Tuesday, February 21, 2012

Exploring your linguistic heritage #2: Embracing complexity

It is important when we think about our ancestors that we don't make too many assumptions based on our modern situation. Many Americans live in a very monolingual world. We speak and write almost exclusively in English and every thing that documents our time here is written in English.

However, this is a peculiarly modern situation. Before the 19th and 20th centuries, most people lived in large multilingual empires. In the British Isles today, Celtic languages like Gaelic, Cornish and Welsh have been relegated to often shrinking communities at the peripheries, but if you were to go back to Shakespeare's time you would find large areas where languages other than English dominated. For example, as late as the 1890's Scottish Gaelic was the majority language throughout the Scottish highlands.1

Be prepared for a degree of complexity that may be quite strange to us today. Many of our ancestors would have encountered many different languages in their lives. Records may have been produced in several different languages. It is very common for church and synagogue records in the same place to be in one language and government records to be in another. Throughout the world, Catholic church records were commonly kept in Latin. For my Schoendorf line in Saarland, I have church records in Latin and civil records in German and French. A single area may have changed hands, sometimes several times, and each time with a change in the language of administration. If your ancestors lived near a border, don't be surprised to find that the languages of the records changes from time to time.

To make things more complicated, your ancestors may not have even known the languages that these records where in. In some cases, they may have spoken a dialect very different from the standard form used in writing or they may have spoken a completely unrelated language. In other cases, your ancestors may have been comfortable in more than one language, switching from one to the other depending on the situation or need. The situation may even have changed across generations.
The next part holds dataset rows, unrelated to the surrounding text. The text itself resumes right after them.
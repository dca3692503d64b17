// Copyright (c) 2025-2026 Adrian Robinson. Licensed under the AGPL-3.0.
// See LICENSE file in the project root for full license text.

//! Block/global Merkle-style hashing for integrity verification.
//!
//! # Design
//!
//! A mirrored table is partitioned by primary key into fixed-size blocks:
//!
//! ```text
//! ids      1 ... 1023 | 1024 ... 2047 | ...
//! block    0          | 1             | ...
//!
//! global ── H(block_0 ‖ block_1 ‖ ...)
//!            └── block_k ── H(row_a ‖ row_b ‖ ...)
//!                            └── row_a ── H("12|Write docs|0|t|1704067200000")
//! ```
//!
//! # Verification Protocol
//!
//! 1. Compare row counts with the authority (cheap)
//! 2. Compare global hashes
//! 3. If different, compare block lists and isolate mismatched blocks
//! 4. Within a block, compare row hashes and transfer only differing rows
//!
//! This is O(diff_size × block_size) instead of O(total_rows).

pub mod encoder;
pub mod expression;
mod hasher;

pub use expression::{encoded_fields, row_expression, FIELD_DELIMITER};
pub use hasher::{digest, BlockHash, GlobalHash, RowHash, TableHasher, DEFAULT_BLOCK_SIZE};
As always, be careful what you assume. Just because your ancestors were from France doesn't mean they spoke French. They may have spoken a language like Basque, Breton, German or Flemish. Conversely, just because they are from a region where one of these languages was spoken doesn't mean they didn't speak French. You have to weigh the available evidence carefully.



1. Kenneth MacKinnon. "Scottish Gaelic Today: Social History and Contemporary Status," in The Celtic Languages, ed. Martin J. Ball (London and New York: Routledge, 1993), 491-535.